Data records:

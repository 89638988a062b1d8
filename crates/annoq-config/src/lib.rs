//! Configuration system for annoq.
//!
//! annoq uses TOML configuration files named `.annoq.toml`. Configuration is resolved by walking
//! up the directory tree from the current working directory, collecting any `.annoq.toml` files
//! found, then loading `~/.annoq.toml` as the global config with lowest precedence.

#![warn(missing_docs)]

mod discovery;
mod error;
mod merge;
mod parse;
mod templates;
#[cfg(test)]
mod test_support;

use std::path::{Path, PathBuf};

use annoq_analyzer::DEFAULT_MAX_TOKEN_LENGTH;
use annoq_query::{JoinOperator, TranslatorConfig};
pub use discovery::{CONFIG_FILENAME, discover_config_files, global_config_path, is_global_config};
pub use error::ConfigError;
pub use merge::{ParsedConfig, merge_configs};
pub use parse::{
    RawAnalyzerSettings, RawConfig, RawTranslateSettings, parse_config_file, parse_config_str,
};
use serde::Serialize;
pub use templates::{global_template, local_template};

/// Top-level merged configuration for annoq.
#[derive(Debug, Clone, Default)]
pub struct Config {
    /// Translation settings.
    pub translate: TranslateSettings,
    /// Analyzer settings.
    pub analyzer: AnalyzerSettings,
    /// Directory containing the most specific config file.
    pub config_root: Option<PathBuf>,
    /// Config files that were merged, highest precedence first.
    pub files: Vec<PathBuf>,
}

impl Config {
    /// Loads configuration by discovering and merging all relevant `.annoq.toml` files.
    ///
    /// Returns `Ok(Config::default())` if no configuration files are found.
    pub fn load(cwd: &Path) -> Result<Self, ConfigError> {
        let config_files = discover_config_files(cwd);
        Self::load_from_files(&config_files)
    }

    /// Loads configuration from a specific list of config file paths.
    ///
    /// Files should be provided in precedence order: highest precedence first.
    pub fn load_from_files(files: &[PathBuf]) -> Result<Self, ConfigError> {
        let parsed: Vec<ParsedConfig> = files
            .iter()
            .map(|path| {
                let config = parse_config_file(path)?;
                Ok(ParsedConfig {
                    path: path.clone(),
                    config,
                })
            })
            .collect::<Result<Vec<_>, ConfigError>>()?;

        merge_configs(&parsed)
    }

    /// Serializes the effective settings in `.annoq.toml` format.
    pub fn settings_to_toml(&self) -> Result<String, ConfigError> {
        let serializable = SerializableSettings {
            translate: &self.translate,
            analyzer: &self.analyzer,
        };
        Ok(toml::to_string_pretty(&serializable)?)
    }
}

/// Translation settings.
#[derive(Debug, Clone, Default, PartialEq, Eq, Serialize)]
pub struct TranslateSettings {
    /// Operator joining term fragments.
    pub operator: JoinOperator,
    /// Render `phrase:field` pairs instead of backend syntax.
    pub debug: bool,
}

impl TranslateSettings {
    /// Builds the translator options for these settings.
    pub fn translator_config(&self) -> TranslatorConfig {
        TranslatorConfig::default()
            .with_operator(self.operator)
            .with_debug(self.debug)
    }
}

/// Analyzer settings.
#[derive(Debug, Clone, PartialEq, Eq, Serialize)]
pub struct AnalyzerSettings {
    /// Tokens longer than this many bytes are dropped.
    pub max_token_length: usize,
}

impl Default for AnalyzerSettings {
    fn default() -> Self {
        Self {
            max_token_length: DEFAULT_MAX_TOKEN_LENGTH,
        }
    }
}

/// Settings view rendered by [`Config::settings_to_toml`].
#[derive(Serialize)]
struct SerializableSettings<'a> {
    /// `[translate]` section.
    translate: &'a TranslateSettings,
    /// `[analyzer]` section.
    analyzer: &'a AnalyzerSettings,
}

#[cfg(test)]
mod tests {
    use super::*;

    #[test]
    fn default_settings_round_trip_through_toml() {
        let rendered = Config::default().settings_to_toml().unwrap();
        assert!(rendered.contains("[translate]"));
        assert!(rendered.contains("operator = \"or\""));
        assert!(rendered.contains("max_token_length = 128"));

        let raw = parse::parse_config(&rendered).unwrap();
        assert_eq!(raw.translate.unwrap().operator.as_deref(), Some("or"));
    }

    #[test]
    fn translator_config_carries_settings() {
        let settings = TranslateSettings {
            operator: JoinOperator::And,
            debug: true,
        };
        let config = settings.translator_config();
        assert_eq!(config.operator, JoinOperator::And);
        assert!(config.debug);
    }
}
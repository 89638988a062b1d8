//! Implementation of `annoq entities`.

use std::{fs, io, process::ExitCode};

use annoq_entity::parse_entity_desc;

use crate::cli::{
    args::EntitiesCommand,
    output::{dim, print_json_pretty},
};

/// Parses an entity description and prints its entries.
pub fn run(cmd: &EntitiesCommand) -> ExitCode {
    let contents = match &cmd.file {
        Some(path) => fs::read_to_string(path).map_err(|e| {
            eprintln!("error: failed to read {}: {e}", path.display());
        }),
        None => io::read_to_string(io::stdin()).map_err(|e| {
            eprintln!("error: failed to read stdin: {e}");
        }),
    };
    let Ok(contents) = contents else {
        return ExitCode::FAILURE;
    };

    let entries = match parse_entity_desc(&contents) {
        Ok(entries) => entries,
        Err(e) => {
            eprintln!("error: {e}");
            return ExitCode::FAILURE;
        }
    };

    if cmd.json {
        return match print_json_pretty(&entries) {
            Ok(()) => ExitCode::SUCCESS,
            Err(code) => code,
        };
    }

    if entries.is_empty() {
        println!("{}", dim("No entities."));
    }
    for entry in &entries {
        println!("{entry}");
    }
    ExitCode::SUCCESS
}
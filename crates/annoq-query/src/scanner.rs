//! Query scanner.
//!
//! Segments a query into [`QueryTerm`]s. The scanner is a finite-state machine:
//! [`transition`] is a pure function of the current state and the next input symbol, and
//! the driver in this module owns the phrase and field buffers.
//!
//! Input is whitespace-normalized first, then fed character by character, followed by a
//! [`Symbol::Sentinel`] (read as a trailing space, so a final unquoted phrase terminates the
//! same way as any other) and a final [`Symbol::End`].
//!
//! # States
//!
//! ```text
//! Init ──'"'──▶ Phrase(Quote) ──'"'──▶ AfterPhrase ──'['──▶ FieldName ──']'──▶ Init
//!   │                  ▲   │                │
//!   └──other──▶ Phrase(Space)  '\\'▶ Escape  └──other──▶ Init (emit)
//! ```

use std::mem;

use tracing::{debug, trace};

use crate::{
    error::{ErrorKind, TranslateError},
    field::FieldRef,
    term::QueryTerm,
};

/// Characters a backslash may escape inside a phrase.
const ESCAPABLE: [char; 6] = [' ', '"', '[', '*', '\\', ']'];

/// The character that closes the phrase being read.
#[derive(Debug, Clone, Copy, PartialEq, Eq)]
pub enum Delimiter {
    /// Unquoted phrase, closed by a space.
    Space,
    /// Quoted phrase, closed by a double quote.
    Quote,
}

impl Delimiter {
    /// Returns true if `ch` closes a phrase with this delimiter.
    fn closes(self, ch: char) -> bool {
        match self {
            Self::Space => ch == ' ',
            Self::Quote => ch == '"',
        }
    }

    /// Whether phrases with this delimiter were quoted.
    pub fn is_quoted(self) -> bool {
        self == Self::Quote
    }
}

/// One input symbol.
#[derive(Debug, Clone, Copy, PartialEq, Eq)]
pub enum Symbol {
    /// A character of the normalized query.
    Char(char),
    /// The trailing space appended to the query.
    Sentinel,
    /// End of input.
    End,
}

impl Symbol {
    /// The character this symbol reads as. The sentinel reads as a space.
    fn as_char(self) -> Option<char> {
        match self {
            Self::Char(ch) => Some(ch),
            Self::Sentinel => Some(' '),
            Self::End => None,
        }
    }
}

/// Scanner state.
#[derive(Debug, Clone, Copy, PartialEq, Eq)]
pub enum State {
    /// Between terms.
    Init,
    /// Reading a key phrase.
    Phrase(Delimiter),
    /// Just read a backslash inside a phrase.
    Escape(Delimiter),
    /// Phrase closed; skipping spaces while looking for a field tag.
    AfterPhrase(Delimiter),
    /// Inside `[...]`.
    FieldName {
        /// Delimiter of the phrase the tag belongs to.
        delimiter: Delimiter,
        /// No field character read yet.
        empty: bool,
    },
}

/// What the driver does with the current symbol.
#[derive(Debug, Clone, Copy, PartialEq, Eq)]
pub enum Action {
    /// Consume the symbol.
    Skip,
    /// Keep the symbol for the next state.
    Hold,
    /// Consume the symbol and append a character to the key phrase.
    PushPhrase(char),
    /// Consume the symbol and append a character to the field name.
    PushField(char),
    /// Emit the pending term without a field. The symbol is kept.
    Emit(Delimiter),
    /// Consume the closing `]` and emit the pending term with its field.
    EmitWithField(Delimiter),
}

/// Computes the next state and action for `symbol` read at `position`.
pub fn transition(
    state: State,
    symbol: Symbol,
    position: usize,
) -> Result<(State, Action), TranslateError> {
    let fail = |kind| Err(TranslateError::new(kind, position));

    match state {
        State::Init => match symbol.as_char() {
            None | Some(' ') => Ok((State::Init, Action::Skip)),
            Some('"') => Ok((State::Phrase(Delimiter::Quote), Action::Skip)),
            Some('[') => fail(ErrorKind::UnexpectedFieldTag),
            Some(_) => Ok((State::Phrase(Delimiter::Space), Action::Hold)),
        },

        State::Phrase(delimiter) => match symbol.as_char() {
            None if delimiter.is_quoted() => fail(ErrorKind::UnterminatedQuote),
            None => Ok((State::Init, Action::Emit(delimiter))),
            Some('\\') => Ok((State::Escape(delimiter), Action::Skip)),
            Some(ch) if delimiter.closes(ch) => Ok((State::AfterPhrase(delimiter), Action::Skip)),
            Some('[') => Ok((State::AfterPhrase(delimiter), Action::Hold)),
            Some(ch) => Ok((state, Action::PushPhrase(ch))),
        },

        State::Escape(delimiter) => match symbol {
            Symbol::Char(ch) if ESCAPABLE.contains(&ch) => {
                Ok((State::Phrase(delimiter), Action::PushPhrase(ch)))
            }
            Symbol::Char(ch) => fail(ErrorKind::DanglingEscape { found: Some(ch) }),
            Symbol::Sentinel | Symbol::End => fail(ErrorKind::DanglingEscape { found: None }),
        },

        State::AfterPhrase(delimiter) => match symbol.as_char() {
            Some(' ') => Ok((state, Action::Skip)),
            Some('[') => Ok((
                State::FieldName {
                    delimiter,
                    empty: true,
                },
                Action::Skip,
            )),
            _ => Ok((State::Init, Action::Emit(delimiter))),
        },

        State::FieldName { delimiter, empty } => match symbol.as_char() {
            None => fail(ErrorKind::UnterminatedFieldTag),
            Some(']') if empty => fail(ErrorKind::EmptyFieldName),
            Some(']') => Ok((State::Init, Action::EmitWithField(delimiter))),
            Some(ch) => Ok((
                State::FieldName {
                    delimiter,
                    empty: false,
                },
                Action::PushField(ch),
            )),
        },
    }
}

/// Non-breaking spaces stay part of a phrase.
const NON_BREAKING: [char; 3] = ['\u{a0}', '\u{2007}', '\u{202f}'];

/// Returns true for whitespace that separates terms.
fn is_breaking_whitespace(ch: char) -> bool {
    ch.is_whitespace() && !NON_BREAKING.contains(&ch)
}

/// Replaces every run of breaking whitespace with a single space.
pub fn normalize_whitespace(input: &str) -> String {
    let mut normalized = String::with_capacity(input.len());
    let mut in_space = false;
    for ch in input.chars() {
        if is_breaking_whitespace(ch) {
            if !in_space {
                normalized.push(' ');
            }
            in_space = true;
        } else {
            normalized.push(ch);
            in_space = false;
        }
    }
    normalized
}

/// Drives [`transition`] over one query.
struct Scanner {
    /// Current machine state.
    state: State,
    /// Key phrase being read.
    phrase: String,
    /// Field name being read.
    field: String,
    /// Position where the pending term started.
    term_start: usize,
    /// Terms emitted so far.
    terms: Vec<QueryTerm>,
}

impl Scanner {
    /// Creates a scanner in the initial state.
    fn new() -> Self {
        Self {
            state: State::Init,
            phrase: String::new(),
            field: String::new(),
            term_start: 0,
            terms: Vec::new(),
        }
    }

    /// Scans a normalized query into terms.
    fn run(mut self, normalized: &str) -> Result<Vec<QueryTerm>, TranslateError> {
        let symbols: Vec<Symbol> = normalized
            .chars()
            .map(Symbol::Char)
            .chain([Symbol::Sentinel, Symbol::End])
            .collect();

        let mut position = 0;
        while let Some(&symbol) = symbols.get(position) {
            let (next, action) = transition(self.state, symbol, position)?;
            trace!(?symbol, position, from = ?self.state, to = ?next, ?action, "scanner transition");

            if self.state == State::Init && next != State::Init {
                self.term_start = position;
            }
            self.state = next;

            match action {
                Action::Skip => position += 1,
                Action::Hold => {}
                Action::PushPhrase(ch) => {
                    self.phrase.push(ch);
                    position += 1;
                }
                Action::PushField(ch) => {
                    self.field.push(ch);
                    position += 1;
                }
                Action::Emit(delimiter) => self.emit(delimiter, None),
                Action::EmitWithField(delimiter) => {
                    let field = FieldRef::parse(&mem::take(&mut self.field));
                    self.emit(delimiter, Some(field));
                    position += 1;
                }
            }
        }

        Ok(self.terms)
    }

    /// Emits the pending term and clears the phrase buffer.
    fn emit(&mut self, delimiter: Delimiter, field: Option<FieldRef>) {
        let mut term = QueryTerm::new(
            mem::take(&mut self.phrase),
            delimiter.is_quoted(),
            self.term_start,
        );
        if let Some(field) = field {
            term = term.with_field(field);
        }
        debug!(phrase = %term.phrase, field = ?term.field, quoted = term.quoted, "scanned term");
        self.terms.push(term);
    }
}

/// Scans a query into terms.
///
/// Errors carry the whitespace-normalized query.
pub fn scan(input: &str) -> Result<Vec<QueryTerm>, TranslateError> {
    let normalized = normalize_whitespace(input);
    Scanner::new()
        .run(&normalized)
        .map_err(|err| err.with_query(normalized))
}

• _What you are asked to do_:
Report each line in the entries where the string "Loads" occurs.

• _Output of the exercise_:
    /// Loads configuration by discovering and merging all relevant `.annoq.toml` files.
    /// Loads configuration from a specific list of config file paths.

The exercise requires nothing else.